ACTION ITEM: In the records below, find each line holding the word "PermissionDenied" and copy it.

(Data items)
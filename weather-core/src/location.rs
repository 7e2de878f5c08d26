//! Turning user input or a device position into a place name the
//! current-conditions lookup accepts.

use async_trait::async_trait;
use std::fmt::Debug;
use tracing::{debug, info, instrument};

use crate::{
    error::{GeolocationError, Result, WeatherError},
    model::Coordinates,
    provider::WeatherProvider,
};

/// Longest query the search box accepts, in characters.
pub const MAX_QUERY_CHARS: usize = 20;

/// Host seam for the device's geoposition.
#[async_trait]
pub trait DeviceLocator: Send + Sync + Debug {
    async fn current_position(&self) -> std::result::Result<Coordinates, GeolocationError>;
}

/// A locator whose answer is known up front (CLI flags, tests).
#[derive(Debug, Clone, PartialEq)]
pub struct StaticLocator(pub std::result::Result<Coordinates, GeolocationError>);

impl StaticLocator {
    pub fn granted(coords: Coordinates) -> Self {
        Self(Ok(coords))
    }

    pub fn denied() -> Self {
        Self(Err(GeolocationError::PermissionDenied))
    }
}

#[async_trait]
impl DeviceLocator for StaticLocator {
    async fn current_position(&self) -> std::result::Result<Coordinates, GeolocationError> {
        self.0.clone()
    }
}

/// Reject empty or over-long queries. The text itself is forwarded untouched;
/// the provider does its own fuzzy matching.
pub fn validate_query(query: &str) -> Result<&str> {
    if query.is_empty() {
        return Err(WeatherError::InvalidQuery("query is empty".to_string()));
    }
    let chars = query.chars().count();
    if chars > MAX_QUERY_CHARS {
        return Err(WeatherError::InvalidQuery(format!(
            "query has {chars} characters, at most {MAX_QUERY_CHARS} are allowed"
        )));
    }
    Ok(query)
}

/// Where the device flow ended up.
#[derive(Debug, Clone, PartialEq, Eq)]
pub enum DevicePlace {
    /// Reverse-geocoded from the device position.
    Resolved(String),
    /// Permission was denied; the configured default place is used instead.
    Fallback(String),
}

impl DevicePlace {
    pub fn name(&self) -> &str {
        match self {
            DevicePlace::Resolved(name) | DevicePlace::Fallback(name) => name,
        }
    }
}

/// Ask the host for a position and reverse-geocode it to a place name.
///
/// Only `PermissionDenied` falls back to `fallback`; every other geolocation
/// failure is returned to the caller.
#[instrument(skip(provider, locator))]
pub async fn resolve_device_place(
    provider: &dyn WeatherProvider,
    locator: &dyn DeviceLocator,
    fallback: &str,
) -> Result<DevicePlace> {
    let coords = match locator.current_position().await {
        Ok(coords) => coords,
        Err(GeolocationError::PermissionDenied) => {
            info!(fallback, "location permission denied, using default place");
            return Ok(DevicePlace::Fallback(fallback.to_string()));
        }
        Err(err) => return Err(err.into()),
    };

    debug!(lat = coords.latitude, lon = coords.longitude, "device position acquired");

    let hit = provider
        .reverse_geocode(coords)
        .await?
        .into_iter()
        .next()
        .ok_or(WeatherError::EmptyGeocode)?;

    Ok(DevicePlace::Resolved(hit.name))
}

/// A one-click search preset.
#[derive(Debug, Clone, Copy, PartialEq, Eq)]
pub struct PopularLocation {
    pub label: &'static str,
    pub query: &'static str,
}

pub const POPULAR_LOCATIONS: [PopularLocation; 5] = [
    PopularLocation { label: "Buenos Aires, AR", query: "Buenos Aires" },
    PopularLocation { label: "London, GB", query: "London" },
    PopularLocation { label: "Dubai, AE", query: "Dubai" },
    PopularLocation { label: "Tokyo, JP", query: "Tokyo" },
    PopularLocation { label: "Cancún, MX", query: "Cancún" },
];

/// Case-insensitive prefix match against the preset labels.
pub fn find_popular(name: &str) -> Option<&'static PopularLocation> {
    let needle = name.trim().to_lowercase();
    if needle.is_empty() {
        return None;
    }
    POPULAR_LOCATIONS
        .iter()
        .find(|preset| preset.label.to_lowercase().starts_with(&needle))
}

YOUR RESPONSE:
        Self(Err(GeolocationError::PermissionDenied))
/// Only `PermissionDenied` falls back to `fallback`; every other geolocation
        Err(GeolocationError::PermissionDenied) => {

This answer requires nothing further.